• **What this task involves**: Please give the number of lines that hold the string "boom" in the listing, without any other words.

• **Material supplied**:
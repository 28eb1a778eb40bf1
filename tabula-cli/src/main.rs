//! tabula-cli — command line frontend for the Tabula chat server
//!
//! Talks to a running tabula-server over its HTTP API with the same client
//! identity semantics as the web frontend.
//!
//! # Subcommands
//! - `sessions`                         — list sessions for this client id
//! - `show <session>`                   — print one session's messages
//! - `chat <message> [--session <id>]`  — send one chat turn
//! - `delete <session>`                 — delete a session
//! - `export <session> [...]`           — save a bot table as CSV
//! - `chart <session> [...]`            — print the chart spec for a table

use clap::{Parser, Subcommand};
use tabula_client::{export, ApiClient, ChatTurn};
use tabula_core::models::{Message, Role, Session, Table};
use tabula_core::render;

const DEFAULT_SERVER: &str = "http://127.0.0.1:5000";

#[derive(Debug, Parser)]
#[command(name = "tabula-cli", version, about = "Tabula chat frontend")]
struct Cli {
    /// Tabula HTTP server URL (overrides TABULA_HTTP_URL env var)
    #[arg(long, env = "TABULA_HTTP_URL", default_value = DEFAULT_SERVER)]
    server: String,

    /// Client identity; sessions are scoped to it. A random one is used
    /// when unset, which starts from an empty session list.
    #[arg(long, env = "TABULA_CLIENT_ID")]
    client_id: Option<String>,

    #[command(subcommand)]
    command: Commands,
}

#[derive(Debug, Subcommand)]
enum Commands {
    /// List sessions for this client id
    Sessions,

    /// Print one session's messages
    Show {
        /// Session id
        session: String,
    },

    /// Send one chat turn and print the reply
    Chat {
        /// Message text
        message: String,

        /// Continue an existing session instead of starting a new one
        #[arg(long)]
        session: Option<String>,
    },

    /// Delete a session
    Delete {
        /// Session id
        session: String,
    },

    /// Save a bot table from a session as a CSV file
    Export {
        /// Session id
        session: String,

        /// Message index within the session (defaults to the last bot message)
        #[arg(long)]
        message: Option<usize>,

        /// Table index within the message
        #[arg(long, default_value_t = 0)]
        table: usize,

        /// Output path (defaults to the table's suggested filename)
        #[arg(short, long)]
        out: Option<String>,
    },

    /// Print the chart configuration for a bot table as JSON
    Chart {
        /// Session id
        session: String,

        /// Message index within the session (defaults to the last bot message)
        #[arg(long)]
        message: Option<usize>,

        /// Table index within the message
        #[arg(long, default_value_t = 0)]
        table: usize,
    },
}

#[tokio::main]
async fn main() -> anyhow::Result<()> {
    let cli = Cli::parse();

    let client = match &cli.client_id {
        Some(id) => ApiClient::with_client_id(&cli.server, id)?,
        None => ApiClient::new(&cli.server)?,
    };

    match cli.command {
        Commands::Sessions => {
            let sessions = client.fetch_sessions().await?;
            if sessions.is_empty() {
                println!("No sessions for client {}", client.client_id());
                return Ok(());
            }
            for session in &sessions {
                println!(
                    "{}  [{} messages]  {}",
                    session.id,
                    session.messages.len(),
                    session.title
                );
            }
        }

        Commands::Show { session } => {
            let session = fetch_required(&client, &session).await?;
            println!("{} — {}", session.id, session.title);
            for message in &session.messages {
                print_message(message);
            }
        }

        Commands::Chat { message, session } => {
            let turn = ChatTurn {
                chat_input: message,
                session_id: session,
                ..ChatTurn::default()
            };
            let response = client.post_chat(&turn).await?;
            println!("session: {}", response.session_id);
            println!("{}", response.reply);
            for table in &response.tables {
                print_table_line(table);
            }
        }

        Commands::Delete { session } => {
            client.delete_session(&session).await?;
            println!("deleted {session}");
        }

        Commands::Export {
            session,
            message,
            table,
            out,
        } => {
            let found = find_table(&client, &session, message, table).await?;
            let artifact = export::export_table(&found);
            let path = out.unwrap_or_else(|| artifact.filename.clone());
            std::fs::write(&path, &artifact.bytes)?;
            println!("wrote {} ({} bytes)", path, artifact.bytes.len());
        }

        Commands::Chart {
            session,
            message,
            table,
        } => {
            let found = find_table(&client, &session, message, table).await?;
            match render::build_chart_spec(&found) {
                Some(spec) => println!("{}", serde_json::to_string_pretty(&spec)?),
                None => anyhow::bail!("table '{}' has no renderable chart", found.label),
            }
        }
    }

    Ok(())
}

async fn fetch_required(client: &ApiClient, session_id: &str) -> anyhow::Result<Session> {
    client
        .fetch_session(session_id)
        .await?
        .ok_or_else(|| anyhow::anyhow!("session {session_id} not found"))
}

/// Resolves one table out of a session: an explicit message index, or the
/// most recent bot message that carries tables.
async fn find_table(
    client: &ApiClient,
    session_id: &str,
    message_index: Option<usize>,
    table_index: usize,
) -> anyhow::Result<Table> {
    let session = fetch_required(client, session_id).await?;
    let message = match message_index {
        Some(index) => session
            .messages
            .get(index)
            .ok_or_else(|| anyhow::anyhow!("no message at index {index}"))?,
        None => session
            .messages
            .iter()
            .rev()
            .find(|m| m.role == Role::Bot && !m.table_data.is_empty())
            .ok_or_else(|| anyhow::anyhow!("session has no bot message with tables"))?,
    };
    message
        .table_data
        .get(table_index)
        .cloned()
        .ok_or_else(|| anyhow::anyhow!("no table at index {table_index}"))
}

fn print_message(message: &Message) {
    let who = match message.role {
        Role::User => "you",
        Role::Bot => "bot",
    };
    println!("[{who}] {}", message.text);
    for table in &message.table_data {
        print_table_line(table);
    }
}

fn print_table_line(table: &Table) {
    let truncated = if table.rows_truncated {
        " (truncated)"
    } else {
        ""
    };
    println!(
        "  table '{}': {} of {} rows{}",
        table.label,
        table.rows.len(),
        table.total_rows,
        truncated
    );
}
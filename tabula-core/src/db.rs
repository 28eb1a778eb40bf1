use crate::config::DatabaseConfig;
use sqlx::{postgres::PgPoolOptions, PgPool};

pub async fn create_pool(config: &DatabaseConfig) -> Result<PgPool, sqlx::Error> {
    PgPoolOptions::new()
        .max_connections(config.max_connections)
        .connect(&config.url)
        .await
}

pub async fn health_check(pool: &PgPool) -> Result<String, sqlx::Error> {
    let row: (String,) = sqlx::query_as("SELECT version()").fetch_one(pool).await?;
    Ok(row.0)
}

/// Bootstraps the sessions/messages schema. Safe to run at every startup.
pub async fn init_schema(pool: &PgPool) -> Result<(), sqlx::Error> {
    sqlx::query(
        r#"
        CREATE TABLE IF NOT EXISTS sessions (
            id VARCHAR(64) PRIMARY KEY,
            title VARCHAR(255) NOT NULL,
            owner VARCHAR(128) NOT NULL,
            created_at BIGINT NOT NULL,
            updated_at BIGINT NOT NULL
        )
        "#,
    )
    .execute(pool)
    .await?;

    sqlx::query(
        "CREATE INDEX IF NOT EXISTS idx_sessions_owner_updated ON sessions (owner, updated_at)",
    )
    .execute(pool)
    .await?;

    sqlx::query(
        r#"
        CREATE TABLE IF NOT EXISTS messages (
            id VARCHAR(64) PRIMARY KEY,
            session_id VARCHAR(64) NOT NULL
                REFERENCES sessions(id) ON DELETE CASCADE,
            role VARCHAR(16) NOT NULL,
            text TEXT NOT NULL,
            time BIGINT NOT NULL,
            table_summary JSONB NULL,
            table_data JSONB NULL,
            created_at BIGINT NOT NULL
        )
        "#,
    )
    .execute(pool)
    .await?;

    sqlx::query(
        "CREATE INDEX IF NOT EXISTS idx_messages_session_time ON messages (session_id, time)",
    )
    .execute(pool)
    .await?;

    Ok(())
}
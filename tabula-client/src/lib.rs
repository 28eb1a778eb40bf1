//! Tabula client library
//!
//! Client-side mirror of the server's session state: an ordered session list
//! with an active-session pointer (`store`), a thin HTTP client with the
//! single in-flight chat guard (`api`), and CSV export artifact assembly
//! (`export`).

pub mod api;
pub mod export;
pub mod store;

pub use api::{ApiClient, ApiError, ChatResponse, ChatTurn};
pub use export::CsvExport;
pub use store::SessionStore;
#[cfg(test)]
mod tests {
    use super::*;
    use crate::pipeline::RetentionLimits;
    use crate::repo::MemorySessionRepo;
    use tabula_core::config::UpstreamConfig;
    use wiremock::matchers::method;
    use wiremock::{Mock, MockServer, ResponseTemplate};

    fn state_for(webhook_url: &str) -> Arc<HttpState> {
        let limits = RowLimits {
            default_rows: 30,
            max_rows: 200,
        };
        let upstream = UpstreamClient::new(&UpstreamConfig {
            webhook_url: webhook_url.to_string(),
            api_key: None,
            timeout_seconds: 5,
        })
        .unwrap();
        Arc::new(HttpState {
            pipeline: MessagePipeline::new(
                Arc::new(MemorySessionRepo::new()),
                RetentionLimits {
                    max_messages_per_session: 200,
                    max_sessions_per_owner: 100,
                },
                limits.max_rows,
            ),
            locks: SessionLocks::new(),
            upstream: Arc::new(upstream),
            limits,
        })
    }

    fn chat_req(input: &str, session_id: Option<&str>) -> ChatRequest {
        ChatRequest {
            chat_input: Some(input.to_string()),
            session_id: session_id.map(str::to_string),
            ..ChatRequest::default()
        }
    }

    async fn engine_with(body: Value) -> MockServer {
        let server = MockServer::start().await;
        Mock::given(method("POST"))
            .respond_with(ResponseTemplate::new(200).set_body_json(body))
            .mount(&server)
            .await;
        server
    }

    // 1. A full chat turn persists both messages and returns the session.
    #[tokio::test]
    async fn chat_turn_end_to_end() {
        let engine = engine_with(json!({
            "text": "here you go",
            "result": [{"region": "east", "revenue": 100}],
        }))
        .await;
        let state = state_for(&engine.uri());

        let (status, body) =
            chat_inner(&state, Some("alice".to_string()), chat_req("show revenue", None)).await;
        assert_eq!(status, StatusCode::OK);
        // The reply text carries the markdown rendition after the prose.
        let reply = body["reply"].as_str().unwrap();
        assert!(reply.starts_with("here you go"));
        assert!(reply.contains("| region | revenue |"));
        assert_eq!(body["tables"].as_array().unwrap().len(), 1);
        assert_eq!(body["tables"][0]["headers"], json!(["region", "revenue"]));

        let session = &body["session"];
        assert_eq!(session["title"], "show revenue");
        let messages = session["messages"].as_array().unwrap();
        assert_eq!(messages.len(), 2);
        assert_eq!(messages[0]["role"], "user");
        assert_eq!(messages[1]["role"], "bot");
        assert_eq!(messages[1]["tableSummary"][0]["totalRows"], 1);
    }

    // 2. Missing client id is rejected before any work happens.
    #[tokio::test]
    async fn chat_requires_a_client_id() {
        let state = state_for("http://localhost:1");
        let (status, body) = chat_inner(&state, None, chat_req("hello", None)).await;
        assert_eq!(status, StatusCode::BAD_REQUEST);
        assert!(body["error"].as_str().unwrap().contains("client identifier"));
    }

    // 3. Blank input is rejected.
    #[tokio::test]
    async fn chat_requires_message_text() {
        let state = state_for("http://localhost:1");
        let (status, _) =
            chat_inner(&state, Some("alice".to_string()), chat_req("   ", None)).await;
        assert_eq!(status, StatusCode::BAD_REQUEST);
    }

    // 4. A locked session yields 429 immediately; once the lock is released
    //    the next attempt succeeds.
    #[tokio::test]
    async fn concurrent_turns_on_one_session_are_rejected() {
        let engine = engine_with(json!({"text": "done"})).await;
        let state = state_for(&engine.uri());

        let guard = state.locks.try_acquire("sess_busy").unwrap();
        let (status, body) = chat_inner(
            &state,
            Some("alice".to_string()),
            chat_req("first", Some("sess_busy")),
        )
        .await;
        assert_eq!(status, StatusCode::TOO_MANY_REQUESTS);
        assert_eq!(body["sessionId"], "sess_busy");
        assert!(body["error"]
            .as_str()
            .unwrap()
            .contains("still being processed"));

        drop(guard);
        let (status, _) = chat_inner(
            &state,
            Some("alice".to_string()),
            chat_req("second", Some("sess_busy")),
        )
        .await;
        assert_eq!(status, StatusCode::OK);
    }

    // 5. Engine transport failure maps to 502 and carries the session id.
    #[tokio::test]
    async fn engine_failure_maps_to_bad_gateway() {
        let server = MockServer::start().await;
        Mock::given(method("POST"))
            .respond_with(ResponseTemplate::new(500).set_body_string("boom"))
            .mount(&server)
            .await;
        let state = state_for(&server.uri());

        let (status, body) =
            chat_inner(&state, Some("alice".to_string()), chat_req("hello", None)).await;
        assert_eq!(status, StatusCode::BAD_GATEWAY);
        assert!(body["sessionId"].as_str().unwrap().starts_with("sess_"));
        assert_eq!(body["details"], "boom");
    }

    // 6. A wrapped error status inside a 200 reply is still terminal.
    #[tokio::test]
    async fn wrapped_engine_error_maps_to_bad_gateway() {
        let engine = engine_with(json!({
            "response": {"statusCode": 500, "body": "workflow crashed"}
        }))
        .await;
        let state = state_for(&engine.uri());

        let (status, _) =
            chat_inner(&state, Some("alice".to_string()), chat_req("hello", None)).await;
        assert_eq!(status, StatusCode::BAD_GATEWAY);
    }

    // 7. A session id owned by another client gets a transparent replacement.
    #[tokio::test]
    async fn foreign_session_is_replaced_in_flight() {
        let engine = engine_with(json!({"text": "fresh start"})).await;
        let state = state_for(&engine.uri());

        let (_, created) =
            create_session_inner(&state, Some("alice".to_string()), None).await;
        let stolen_id = created["session"]["id"].as_str().unwrap().to_string();

        let (status, body) = chat_inner(
            &state,
            Some("bob".to_string()),
            chat_req("hello", Some(&stolen_id)),
        )
        .await;
        assert_eq!(status, StatusCode::OK);
        let new_id = body["sessionId"].as_str().unwrap();
        assert_ne!(new_id, stolen_id);

        // Alice's session is untouched.
        let (status, body) =
            get_session_inner(&state, Some("alice".to_string()), &stolen_id).await;
        assert_eq!(status, StatusCode::OK);
        assert!(body["session"]["messages"].as_array().unwrap().is_empty());
    }

    // 8. Session CRUD round trip through the inner functions.
    #[tokio::test]
    async fn session_crud_round_trip() {
        let state = state_for("http://localhost:1");
        let owner = Some("alice".to_string());

        let (status, created) =
            create_session_inner(&state, owner.clone(), Some("  Quarterly  ".to_string())).await;
        assert_eq!(status, StatusCode::CREATED);
        assert_eq!(created["session"]["title"], "Quarterly");
        let id = created["session"]["id"].as_str().unwrap().to_string();

        let (status, listed) = list_sessions_inner(&state, owner.clone()).await;
        assert_eq!(status, StatusCode::OK);
        assert_eq!(listed["sessions"].as_array().unwrap().len(), 1);

        // Another client sees neither the list entry nor the session.
        let (_, other) = list_sessions_inner(&state, Some("bob".to_string())).await;
        assert!(other["sessions"].as_array().unwrap().is_empty());
        let (status, _) = get_session_inner(&state, Some("bob".to_string()), &id).await;
        assert_eq!(status, StatusCode::NOT_FOUND);
        let (status, _) = delete_session_inner(&state, Some("bob".to_string()), &id).await;
        assert_eq!(status, StatusCode::NOT_FOUND);

        let (status, _) = delete_session_inner(&state, owner.clone(), &id).await;
        assert_eq!(status, StatusCode::OK);
        let (status, _) = get_session_inner(&state, owner, &id).await;
        assert_eq!(status, StatusCode::NOT_FOUND);
    }

    // 9. Config endpoint exposes limits and the engine host only.
    #[tokio::test]
    async fn config_reports_limits_and_host() {
        let state = state_for("https://engine.example.com/hook/abc");
        let (status, body) = config_inner(&state);
        assert_eq!(status, StatusCode::OK);
        assert_eq!(body["engineHost"], "engine.example.com");
        assert_eq!(body["configured"], true);
        assert_eq!(body["tableDefaultRows"], 30);
        assert_eq!(body["tableMaxRows"], 200);
    }

    #[test]
    fn client_id_header_wins_over_body() {
        let mut headers = HeaderMap::new();
        headers.insert(CLIENT_ID_HEADER, "header-client".parse().unwrap());
        assert_eq!(
            resolve_client_id(&headers, Some("body-client")).as_deref(),
            Some("header-client")
        );
        assert_eq!(
            resolve_client_id(&HeaderMap::new(), Some("  body-client  ")).as_deref(),
            Some("body-client")
        );
        assert_eq!(resolve_client_id(&HeaderMap::new(), Some("   ")), None);
        assert_eq!(resolve_client_id(&HeaderMap::new(), None), None);
    }
}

• **Exercise response**: 2